(Stored data entries)
══════════════════════════════
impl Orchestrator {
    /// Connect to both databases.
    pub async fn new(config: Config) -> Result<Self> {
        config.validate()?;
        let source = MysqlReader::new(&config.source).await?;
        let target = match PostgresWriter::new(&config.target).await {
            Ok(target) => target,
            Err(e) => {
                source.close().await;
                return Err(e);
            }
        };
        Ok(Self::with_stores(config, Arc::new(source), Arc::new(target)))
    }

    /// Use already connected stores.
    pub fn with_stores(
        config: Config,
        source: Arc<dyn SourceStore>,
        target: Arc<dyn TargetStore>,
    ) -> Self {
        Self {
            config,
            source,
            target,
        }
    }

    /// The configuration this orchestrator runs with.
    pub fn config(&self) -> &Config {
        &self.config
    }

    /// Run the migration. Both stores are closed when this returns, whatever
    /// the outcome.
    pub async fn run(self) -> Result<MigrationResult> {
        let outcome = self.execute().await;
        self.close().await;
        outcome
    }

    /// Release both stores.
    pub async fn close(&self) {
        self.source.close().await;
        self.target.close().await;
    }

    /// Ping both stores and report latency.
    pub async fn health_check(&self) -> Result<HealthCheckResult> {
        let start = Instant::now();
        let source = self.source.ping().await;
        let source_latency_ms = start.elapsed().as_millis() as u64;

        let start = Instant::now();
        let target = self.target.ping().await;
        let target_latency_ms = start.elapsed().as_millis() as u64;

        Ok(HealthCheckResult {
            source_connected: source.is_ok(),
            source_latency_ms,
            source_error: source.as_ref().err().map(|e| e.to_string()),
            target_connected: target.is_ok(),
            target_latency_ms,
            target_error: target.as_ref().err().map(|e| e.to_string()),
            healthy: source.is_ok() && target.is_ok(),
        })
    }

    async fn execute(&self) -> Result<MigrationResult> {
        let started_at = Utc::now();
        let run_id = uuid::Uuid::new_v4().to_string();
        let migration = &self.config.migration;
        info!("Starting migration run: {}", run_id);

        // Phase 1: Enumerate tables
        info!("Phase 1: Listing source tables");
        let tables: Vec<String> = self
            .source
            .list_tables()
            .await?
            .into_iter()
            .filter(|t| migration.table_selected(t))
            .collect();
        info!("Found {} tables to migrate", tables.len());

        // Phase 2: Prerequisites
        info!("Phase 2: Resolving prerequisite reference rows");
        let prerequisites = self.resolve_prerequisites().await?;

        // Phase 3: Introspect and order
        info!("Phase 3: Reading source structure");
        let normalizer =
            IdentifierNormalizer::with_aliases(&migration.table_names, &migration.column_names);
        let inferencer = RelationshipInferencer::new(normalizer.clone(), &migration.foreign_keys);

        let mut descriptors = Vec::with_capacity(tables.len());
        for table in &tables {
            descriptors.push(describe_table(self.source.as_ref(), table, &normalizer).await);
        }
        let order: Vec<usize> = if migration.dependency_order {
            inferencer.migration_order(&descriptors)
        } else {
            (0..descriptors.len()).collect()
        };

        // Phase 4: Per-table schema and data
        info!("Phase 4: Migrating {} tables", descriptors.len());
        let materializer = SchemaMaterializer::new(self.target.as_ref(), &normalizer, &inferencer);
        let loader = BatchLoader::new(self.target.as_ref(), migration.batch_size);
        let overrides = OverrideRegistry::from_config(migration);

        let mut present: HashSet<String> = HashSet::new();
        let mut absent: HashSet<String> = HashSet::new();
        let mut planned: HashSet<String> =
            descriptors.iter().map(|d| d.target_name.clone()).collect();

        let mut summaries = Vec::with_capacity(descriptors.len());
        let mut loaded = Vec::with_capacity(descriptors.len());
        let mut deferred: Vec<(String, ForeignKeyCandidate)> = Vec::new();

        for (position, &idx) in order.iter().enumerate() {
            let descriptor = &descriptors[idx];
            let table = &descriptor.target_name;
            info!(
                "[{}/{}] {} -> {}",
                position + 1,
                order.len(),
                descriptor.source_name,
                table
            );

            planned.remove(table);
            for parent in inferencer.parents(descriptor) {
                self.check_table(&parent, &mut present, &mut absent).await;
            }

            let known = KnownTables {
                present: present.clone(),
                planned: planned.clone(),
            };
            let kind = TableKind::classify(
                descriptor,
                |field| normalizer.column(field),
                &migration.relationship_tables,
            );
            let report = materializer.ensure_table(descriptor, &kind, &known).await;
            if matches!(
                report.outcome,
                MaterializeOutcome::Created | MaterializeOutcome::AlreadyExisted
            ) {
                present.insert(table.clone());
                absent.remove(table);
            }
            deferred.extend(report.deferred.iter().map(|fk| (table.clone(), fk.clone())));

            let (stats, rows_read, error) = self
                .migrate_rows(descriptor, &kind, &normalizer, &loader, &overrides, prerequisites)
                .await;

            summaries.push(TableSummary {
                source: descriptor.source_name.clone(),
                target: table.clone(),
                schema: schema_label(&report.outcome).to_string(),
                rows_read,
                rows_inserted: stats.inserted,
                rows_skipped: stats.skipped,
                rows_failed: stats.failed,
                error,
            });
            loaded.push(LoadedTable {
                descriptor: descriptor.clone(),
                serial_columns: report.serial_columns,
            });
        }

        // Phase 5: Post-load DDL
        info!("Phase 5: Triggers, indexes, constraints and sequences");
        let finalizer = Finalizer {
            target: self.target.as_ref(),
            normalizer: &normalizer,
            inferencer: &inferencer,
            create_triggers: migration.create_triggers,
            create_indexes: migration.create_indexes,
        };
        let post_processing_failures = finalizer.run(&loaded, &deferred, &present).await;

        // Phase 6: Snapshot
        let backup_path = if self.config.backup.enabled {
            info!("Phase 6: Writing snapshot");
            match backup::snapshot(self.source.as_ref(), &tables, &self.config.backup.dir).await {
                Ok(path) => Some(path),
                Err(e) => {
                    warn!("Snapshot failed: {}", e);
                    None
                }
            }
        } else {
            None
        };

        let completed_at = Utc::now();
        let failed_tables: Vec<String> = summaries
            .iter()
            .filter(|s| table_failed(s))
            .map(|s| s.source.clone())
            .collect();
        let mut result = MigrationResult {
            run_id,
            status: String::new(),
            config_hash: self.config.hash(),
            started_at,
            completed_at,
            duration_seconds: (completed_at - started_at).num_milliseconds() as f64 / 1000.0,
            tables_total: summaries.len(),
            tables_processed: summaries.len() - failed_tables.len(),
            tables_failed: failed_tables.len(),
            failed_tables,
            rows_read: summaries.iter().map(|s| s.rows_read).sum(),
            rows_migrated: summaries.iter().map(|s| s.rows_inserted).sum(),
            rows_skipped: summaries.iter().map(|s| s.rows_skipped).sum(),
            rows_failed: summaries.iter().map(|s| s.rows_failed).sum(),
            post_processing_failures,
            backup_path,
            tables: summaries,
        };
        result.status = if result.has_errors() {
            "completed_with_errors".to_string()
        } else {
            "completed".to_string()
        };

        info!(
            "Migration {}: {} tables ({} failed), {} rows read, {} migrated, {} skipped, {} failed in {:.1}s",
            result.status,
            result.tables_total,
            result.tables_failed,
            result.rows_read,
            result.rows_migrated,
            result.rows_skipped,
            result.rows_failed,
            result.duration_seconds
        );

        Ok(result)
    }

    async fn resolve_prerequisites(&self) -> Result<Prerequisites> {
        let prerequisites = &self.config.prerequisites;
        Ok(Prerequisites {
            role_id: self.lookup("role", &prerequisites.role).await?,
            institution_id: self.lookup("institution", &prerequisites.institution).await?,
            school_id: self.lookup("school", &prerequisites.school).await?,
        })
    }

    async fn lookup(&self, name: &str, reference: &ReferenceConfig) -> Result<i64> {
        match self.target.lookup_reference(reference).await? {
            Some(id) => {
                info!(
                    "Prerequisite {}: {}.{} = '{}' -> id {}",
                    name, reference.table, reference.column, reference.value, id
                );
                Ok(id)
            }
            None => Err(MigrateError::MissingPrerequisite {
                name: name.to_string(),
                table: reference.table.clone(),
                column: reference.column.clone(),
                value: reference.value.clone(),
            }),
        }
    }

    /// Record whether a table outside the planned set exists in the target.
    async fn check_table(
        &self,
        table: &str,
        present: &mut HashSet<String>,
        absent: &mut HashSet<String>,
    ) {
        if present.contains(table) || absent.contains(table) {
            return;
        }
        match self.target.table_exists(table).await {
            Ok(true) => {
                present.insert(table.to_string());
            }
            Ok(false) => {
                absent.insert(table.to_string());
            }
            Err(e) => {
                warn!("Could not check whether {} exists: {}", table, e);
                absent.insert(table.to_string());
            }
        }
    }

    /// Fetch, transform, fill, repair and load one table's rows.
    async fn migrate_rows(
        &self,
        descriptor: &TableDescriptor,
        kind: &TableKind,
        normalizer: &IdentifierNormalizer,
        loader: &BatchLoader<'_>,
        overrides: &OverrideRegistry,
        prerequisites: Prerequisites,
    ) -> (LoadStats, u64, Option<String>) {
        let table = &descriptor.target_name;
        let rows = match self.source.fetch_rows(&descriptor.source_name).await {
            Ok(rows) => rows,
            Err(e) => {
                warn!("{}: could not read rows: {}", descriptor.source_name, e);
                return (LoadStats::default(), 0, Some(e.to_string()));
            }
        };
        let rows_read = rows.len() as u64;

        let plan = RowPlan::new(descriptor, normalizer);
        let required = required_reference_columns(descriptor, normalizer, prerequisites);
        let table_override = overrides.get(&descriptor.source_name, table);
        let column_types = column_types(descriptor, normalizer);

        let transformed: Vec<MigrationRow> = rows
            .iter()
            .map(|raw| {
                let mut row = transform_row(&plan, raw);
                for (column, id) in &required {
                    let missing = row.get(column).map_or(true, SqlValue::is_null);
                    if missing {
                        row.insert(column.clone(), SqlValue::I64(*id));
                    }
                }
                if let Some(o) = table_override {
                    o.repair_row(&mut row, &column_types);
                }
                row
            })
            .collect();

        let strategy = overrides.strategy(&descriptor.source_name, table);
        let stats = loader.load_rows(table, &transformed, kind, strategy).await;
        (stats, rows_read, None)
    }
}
══════════════════════════════
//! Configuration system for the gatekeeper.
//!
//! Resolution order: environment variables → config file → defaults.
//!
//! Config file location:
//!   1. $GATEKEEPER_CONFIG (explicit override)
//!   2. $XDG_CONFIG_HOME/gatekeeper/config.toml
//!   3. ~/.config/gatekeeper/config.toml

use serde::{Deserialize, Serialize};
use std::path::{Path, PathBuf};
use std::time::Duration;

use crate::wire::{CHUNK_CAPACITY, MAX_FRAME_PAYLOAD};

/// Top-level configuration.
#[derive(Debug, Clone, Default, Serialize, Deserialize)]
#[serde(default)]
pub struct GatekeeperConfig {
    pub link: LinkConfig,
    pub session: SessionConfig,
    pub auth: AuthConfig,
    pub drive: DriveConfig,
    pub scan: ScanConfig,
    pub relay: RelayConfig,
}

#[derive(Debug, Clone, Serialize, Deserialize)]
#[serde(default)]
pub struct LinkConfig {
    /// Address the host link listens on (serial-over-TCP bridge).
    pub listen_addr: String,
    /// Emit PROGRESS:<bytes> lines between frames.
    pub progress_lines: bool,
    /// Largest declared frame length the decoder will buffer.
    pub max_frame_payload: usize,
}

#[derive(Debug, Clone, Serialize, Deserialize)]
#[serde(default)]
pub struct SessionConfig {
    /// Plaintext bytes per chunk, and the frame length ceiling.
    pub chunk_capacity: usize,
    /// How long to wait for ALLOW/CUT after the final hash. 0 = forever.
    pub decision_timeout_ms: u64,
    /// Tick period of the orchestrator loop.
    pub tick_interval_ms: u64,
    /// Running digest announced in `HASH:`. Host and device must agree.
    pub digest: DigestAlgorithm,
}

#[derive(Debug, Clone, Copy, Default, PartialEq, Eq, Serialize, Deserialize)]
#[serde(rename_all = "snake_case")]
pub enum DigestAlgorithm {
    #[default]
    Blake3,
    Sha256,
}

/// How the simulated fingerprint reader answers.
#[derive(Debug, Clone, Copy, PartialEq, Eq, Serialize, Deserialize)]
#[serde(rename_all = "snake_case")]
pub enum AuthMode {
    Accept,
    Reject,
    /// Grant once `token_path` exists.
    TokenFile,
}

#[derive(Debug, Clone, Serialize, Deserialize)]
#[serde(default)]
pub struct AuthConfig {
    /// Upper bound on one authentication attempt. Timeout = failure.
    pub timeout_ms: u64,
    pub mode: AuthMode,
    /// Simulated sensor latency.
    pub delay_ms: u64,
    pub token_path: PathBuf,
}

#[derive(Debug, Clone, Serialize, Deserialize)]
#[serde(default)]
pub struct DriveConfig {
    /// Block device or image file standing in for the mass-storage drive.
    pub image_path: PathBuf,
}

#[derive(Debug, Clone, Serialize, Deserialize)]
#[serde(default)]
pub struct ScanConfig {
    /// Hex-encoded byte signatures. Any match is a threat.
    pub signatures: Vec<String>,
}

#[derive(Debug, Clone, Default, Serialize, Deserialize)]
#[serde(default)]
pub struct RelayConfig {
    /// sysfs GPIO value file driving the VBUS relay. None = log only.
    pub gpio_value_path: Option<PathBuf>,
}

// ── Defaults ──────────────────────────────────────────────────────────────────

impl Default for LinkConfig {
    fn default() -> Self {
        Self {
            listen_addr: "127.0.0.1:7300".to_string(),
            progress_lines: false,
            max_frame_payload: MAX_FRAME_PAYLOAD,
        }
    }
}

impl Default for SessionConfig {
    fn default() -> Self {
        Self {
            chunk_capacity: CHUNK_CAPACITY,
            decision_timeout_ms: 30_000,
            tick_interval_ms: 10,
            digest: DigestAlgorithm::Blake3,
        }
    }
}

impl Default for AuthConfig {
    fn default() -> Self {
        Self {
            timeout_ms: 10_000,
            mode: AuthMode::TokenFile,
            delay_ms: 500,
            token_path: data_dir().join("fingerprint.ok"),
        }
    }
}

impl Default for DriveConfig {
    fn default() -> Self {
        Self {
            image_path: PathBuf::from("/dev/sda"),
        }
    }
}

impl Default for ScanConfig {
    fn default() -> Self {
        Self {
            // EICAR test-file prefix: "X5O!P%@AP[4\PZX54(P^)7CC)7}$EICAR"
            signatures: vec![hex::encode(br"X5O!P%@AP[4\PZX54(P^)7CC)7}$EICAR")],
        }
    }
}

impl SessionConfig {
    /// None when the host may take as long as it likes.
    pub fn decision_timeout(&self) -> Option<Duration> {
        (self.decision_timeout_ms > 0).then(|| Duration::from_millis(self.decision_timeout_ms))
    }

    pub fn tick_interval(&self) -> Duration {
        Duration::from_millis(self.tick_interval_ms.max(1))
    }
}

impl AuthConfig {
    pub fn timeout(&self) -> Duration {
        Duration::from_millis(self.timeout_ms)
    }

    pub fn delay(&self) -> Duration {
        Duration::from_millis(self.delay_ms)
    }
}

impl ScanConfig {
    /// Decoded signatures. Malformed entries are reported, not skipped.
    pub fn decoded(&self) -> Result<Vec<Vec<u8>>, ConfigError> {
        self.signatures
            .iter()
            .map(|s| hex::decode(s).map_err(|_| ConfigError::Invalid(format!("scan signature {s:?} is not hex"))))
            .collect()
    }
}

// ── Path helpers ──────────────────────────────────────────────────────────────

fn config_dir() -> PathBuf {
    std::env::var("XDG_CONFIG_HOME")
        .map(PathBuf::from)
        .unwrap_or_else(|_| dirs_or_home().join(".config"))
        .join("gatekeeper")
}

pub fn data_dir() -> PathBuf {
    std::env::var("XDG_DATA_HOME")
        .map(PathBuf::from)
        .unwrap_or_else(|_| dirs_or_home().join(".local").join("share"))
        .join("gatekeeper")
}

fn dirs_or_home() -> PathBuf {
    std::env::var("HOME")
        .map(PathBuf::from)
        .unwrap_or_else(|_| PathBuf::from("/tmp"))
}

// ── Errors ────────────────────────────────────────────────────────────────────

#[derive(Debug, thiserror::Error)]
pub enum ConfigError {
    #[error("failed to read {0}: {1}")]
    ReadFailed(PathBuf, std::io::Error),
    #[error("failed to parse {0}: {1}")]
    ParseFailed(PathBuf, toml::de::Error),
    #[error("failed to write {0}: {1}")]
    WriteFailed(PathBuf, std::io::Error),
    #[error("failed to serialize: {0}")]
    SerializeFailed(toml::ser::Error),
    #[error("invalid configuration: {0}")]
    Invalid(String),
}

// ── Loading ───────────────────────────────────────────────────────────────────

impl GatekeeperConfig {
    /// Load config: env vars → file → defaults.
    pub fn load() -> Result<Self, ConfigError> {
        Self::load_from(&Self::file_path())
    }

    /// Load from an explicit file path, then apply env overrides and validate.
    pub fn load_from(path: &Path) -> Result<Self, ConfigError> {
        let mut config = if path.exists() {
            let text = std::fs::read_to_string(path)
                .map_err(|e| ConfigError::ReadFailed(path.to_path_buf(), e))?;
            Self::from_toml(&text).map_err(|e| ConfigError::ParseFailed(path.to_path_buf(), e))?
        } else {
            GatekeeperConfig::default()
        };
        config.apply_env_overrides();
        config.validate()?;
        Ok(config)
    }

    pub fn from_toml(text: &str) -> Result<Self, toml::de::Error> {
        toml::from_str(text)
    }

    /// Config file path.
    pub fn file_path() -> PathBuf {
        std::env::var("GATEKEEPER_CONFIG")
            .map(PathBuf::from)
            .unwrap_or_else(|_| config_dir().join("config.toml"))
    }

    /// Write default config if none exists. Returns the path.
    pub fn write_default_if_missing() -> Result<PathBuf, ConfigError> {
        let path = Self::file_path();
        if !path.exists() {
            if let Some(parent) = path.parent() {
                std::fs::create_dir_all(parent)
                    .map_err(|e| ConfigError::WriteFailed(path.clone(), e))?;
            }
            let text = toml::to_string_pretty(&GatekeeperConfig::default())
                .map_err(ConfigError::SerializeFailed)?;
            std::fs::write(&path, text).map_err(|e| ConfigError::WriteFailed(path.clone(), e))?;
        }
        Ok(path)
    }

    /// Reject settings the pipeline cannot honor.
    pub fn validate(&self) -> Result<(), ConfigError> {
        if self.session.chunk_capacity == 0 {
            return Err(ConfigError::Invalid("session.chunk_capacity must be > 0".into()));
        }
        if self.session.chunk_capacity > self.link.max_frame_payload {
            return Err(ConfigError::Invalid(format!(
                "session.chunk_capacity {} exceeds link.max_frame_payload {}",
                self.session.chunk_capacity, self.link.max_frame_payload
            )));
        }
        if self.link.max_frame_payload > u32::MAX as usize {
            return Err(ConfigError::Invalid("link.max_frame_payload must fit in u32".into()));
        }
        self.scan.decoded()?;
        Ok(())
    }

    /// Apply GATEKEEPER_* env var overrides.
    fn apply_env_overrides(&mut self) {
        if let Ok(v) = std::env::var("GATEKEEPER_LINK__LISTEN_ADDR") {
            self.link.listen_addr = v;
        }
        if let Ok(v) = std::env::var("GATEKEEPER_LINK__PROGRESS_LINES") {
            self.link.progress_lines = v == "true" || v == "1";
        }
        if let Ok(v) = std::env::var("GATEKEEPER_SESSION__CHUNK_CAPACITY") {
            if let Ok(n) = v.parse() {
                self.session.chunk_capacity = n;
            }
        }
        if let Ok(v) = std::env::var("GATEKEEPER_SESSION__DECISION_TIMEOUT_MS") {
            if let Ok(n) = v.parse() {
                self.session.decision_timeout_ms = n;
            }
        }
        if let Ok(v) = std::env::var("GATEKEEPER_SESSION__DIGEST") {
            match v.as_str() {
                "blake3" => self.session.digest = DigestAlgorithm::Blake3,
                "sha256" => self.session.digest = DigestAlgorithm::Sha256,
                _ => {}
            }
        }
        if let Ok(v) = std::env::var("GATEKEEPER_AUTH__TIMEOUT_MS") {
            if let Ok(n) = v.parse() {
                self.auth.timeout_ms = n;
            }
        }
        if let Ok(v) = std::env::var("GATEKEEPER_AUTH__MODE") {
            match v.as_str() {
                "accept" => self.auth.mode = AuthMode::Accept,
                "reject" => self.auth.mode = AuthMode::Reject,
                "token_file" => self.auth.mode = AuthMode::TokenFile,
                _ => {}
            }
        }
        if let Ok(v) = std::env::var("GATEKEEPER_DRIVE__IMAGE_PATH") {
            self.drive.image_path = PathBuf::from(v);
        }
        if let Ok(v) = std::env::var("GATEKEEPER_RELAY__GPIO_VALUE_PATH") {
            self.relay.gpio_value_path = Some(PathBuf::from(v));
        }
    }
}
══════════════════════════════
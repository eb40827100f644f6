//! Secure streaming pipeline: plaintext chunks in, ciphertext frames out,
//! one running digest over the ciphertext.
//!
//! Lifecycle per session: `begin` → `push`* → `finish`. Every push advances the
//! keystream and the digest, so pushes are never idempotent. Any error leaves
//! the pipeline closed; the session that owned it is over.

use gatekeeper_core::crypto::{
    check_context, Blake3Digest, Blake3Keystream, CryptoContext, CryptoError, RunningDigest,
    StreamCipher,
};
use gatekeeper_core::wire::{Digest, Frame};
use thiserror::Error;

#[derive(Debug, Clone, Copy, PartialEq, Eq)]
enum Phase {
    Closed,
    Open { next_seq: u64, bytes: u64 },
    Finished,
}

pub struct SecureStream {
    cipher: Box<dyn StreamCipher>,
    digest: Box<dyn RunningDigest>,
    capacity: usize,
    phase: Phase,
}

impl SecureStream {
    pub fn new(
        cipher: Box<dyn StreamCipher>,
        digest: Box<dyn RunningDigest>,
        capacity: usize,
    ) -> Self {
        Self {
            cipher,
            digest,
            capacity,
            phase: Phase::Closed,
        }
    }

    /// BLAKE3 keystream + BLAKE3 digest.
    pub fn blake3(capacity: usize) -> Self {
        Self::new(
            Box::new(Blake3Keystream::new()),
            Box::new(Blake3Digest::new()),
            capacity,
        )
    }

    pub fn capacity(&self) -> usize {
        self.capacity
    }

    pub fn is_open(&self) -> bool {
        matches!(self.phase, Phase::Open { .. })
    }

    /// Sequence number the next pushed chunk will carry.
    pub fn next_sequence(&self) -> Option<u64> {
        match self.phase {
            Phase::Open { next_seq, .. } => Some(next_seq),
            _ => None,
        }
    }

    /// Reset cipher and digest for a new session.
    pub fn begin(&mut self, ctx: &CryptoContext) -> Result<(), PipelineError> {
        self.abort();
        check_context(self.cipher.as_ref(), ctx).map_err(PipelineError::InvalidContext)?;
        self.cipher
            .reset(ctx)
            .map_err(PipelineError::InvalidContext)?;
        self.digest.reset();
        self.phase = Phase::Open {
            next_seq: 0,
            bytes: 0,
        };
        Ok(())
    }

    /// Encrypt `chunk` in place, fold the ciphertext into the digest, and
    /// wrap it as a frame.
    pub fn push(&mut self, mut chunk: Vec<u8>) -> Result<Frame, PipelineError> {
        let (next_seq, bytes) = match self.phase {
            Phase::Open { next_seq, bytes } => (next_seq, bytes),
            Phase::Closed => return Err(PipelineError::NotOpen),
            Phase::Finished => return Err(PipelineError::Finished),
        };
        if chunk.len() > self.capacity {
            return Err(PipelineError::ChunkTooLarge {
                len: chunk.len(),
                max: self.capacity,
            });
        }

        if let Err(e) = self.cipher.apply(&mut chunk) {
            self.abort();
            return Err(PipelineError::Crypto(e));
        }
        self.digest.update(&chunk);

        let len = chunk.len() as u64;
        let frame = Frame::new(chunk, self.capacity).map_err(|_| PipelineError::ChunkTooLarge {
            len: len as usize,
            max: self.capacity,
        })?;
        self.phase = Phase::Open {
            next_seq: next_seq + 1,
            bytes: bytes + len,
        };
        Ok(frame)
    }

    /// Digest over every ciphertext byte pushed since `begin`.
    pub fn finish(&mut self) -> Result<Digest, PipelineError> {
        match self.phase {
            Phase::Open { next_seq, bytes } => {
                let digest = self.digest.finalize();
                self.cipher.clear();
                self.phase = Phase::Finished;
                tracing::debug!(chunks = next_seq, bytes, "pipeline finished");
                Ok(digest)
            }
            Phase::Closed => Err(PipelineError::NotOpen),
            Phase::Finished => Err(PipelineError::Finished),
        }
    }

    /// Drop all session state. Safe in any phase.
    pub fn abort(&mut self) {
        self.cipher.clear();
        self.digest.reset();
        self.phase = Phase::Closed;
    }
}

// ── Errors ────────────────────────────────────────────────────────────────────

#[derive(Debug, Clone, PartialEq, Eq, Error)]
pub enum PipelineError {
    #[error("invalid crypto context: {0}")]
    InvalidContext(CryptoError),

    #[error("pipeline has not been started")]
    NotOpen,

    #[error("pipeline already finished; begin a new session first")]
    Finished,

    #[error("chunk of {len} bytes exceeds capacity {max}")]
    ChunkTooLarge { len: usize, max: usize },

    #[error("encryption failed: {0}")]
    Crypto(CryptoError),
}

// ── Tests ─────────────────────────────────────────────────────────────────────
══════════════════════════════
_Aim of the task_
Output the lines of the records above exactly as they appear, from the line containing "(0..descriptors.len()).collect()" through the line containing "let overrides = OverrideRegistry::from_config(migration);".

_Your solution_
            (0..descriptors.len()).collect()
        };

        // Phase 4: Per-table schema and data
        info!("Phase 4: Migrating {} tables", descriptors.len());
        let materializer = SchemaMaterializer::new(self.target.as_ref(), &normalizer, &inferencer);
        let loader = BatchLoader::new(self.target.as_ref(), migration.batch_size);
        let overrides = OverrideRegistry::from_config(migration);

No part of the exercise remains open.